#### DATA SECTION
******************************
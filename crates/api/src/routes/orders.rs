//! Order lookup endpoint.

use std::sync::Arc;

use axum::Json;
use axum::extract::{Path, State};
use domain::OrderRecord;
use saga::{CatalogService, OrderService};
use serde::Serialize;

use crate::error::ApiError;
use crate::routes::checkout::AppState;

#[derive(Serialize)]
pub struct CustomerOrdersResponse {
    pub success: bool,
    pub data: Vec<OrderRecord>,
}

/// GET /orders/{customer_name} — orders belonging to one customer.
///
/// The order service has no per-customer query, so the full listing is
/// fetched and filtered here. An unknown customer gets an empty list; an
/// upstream failure gets an error, never a silently empty list.
#[tracing::instrument(skip(state))]
pub async fn by_customer<C, O>(
    State(state): State<Arc<AppState<C, O>>>,
    Path(customer_name): Path<String>,
) -> Result<Json<CustomerOrdersResponse>, ApiError>
where
    C: CatalogService,
    O: OrderService,
{
    let data = state
        .coordinator
        .customer_orders(&customer_name)
        .await
        .map_err(ApiError::Lookup)?;

    Ok(Json(CustomerOrdersResponse {
        success: true,
        data,
    }))
}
******************************
Give back every line of the data exactly as it was written.

#### ANSWER TO THE EXERCISE
filename crates/api/src/routes/orders.rs
//! Order lookup endpoint.

use std::sync::Arc;

use axum::Json;
use axum::extract::{Path, State};
use domain::OrderRecord;
use saga::{CatalogService, OrderService};
use serde::Serialize;

use crate::error::ApiError;
use crate::routes::checkout::AppState;

#[derive(Serialize)]
pub struct CustomerOrdersResponse {
    pub success: bool,
    pub data: Vec<OrderRecord>,
}

/// GET /orders/{customer_name} — orders belonging to one customer.
///
/// The order service has no per-customer query, so the full listing is
/// fetched and filtered here. An unknown customer gets an empty list; an
/// upstream failure gets an error, never a silently empty list.
#[tracing::instrument(skip(state))]
pub async fn by_customer<C, O>(
    State(state): State<Arc<AppState<C, O>>>,
    Path(customer_name): Path<String>,
) -> Result<Json<CustomerOrdersResponse>, ApiError>
where
    C: CatalogService,
    O: OrderService,
{
    let data = state
        .coordinator
        .customer_orders(&customer_name)
        .await
        .map_err(ApiError::Lookup)?;

    Ok(Json(CustomerOrdersResponse {
        success: true,
        data,
    }))
}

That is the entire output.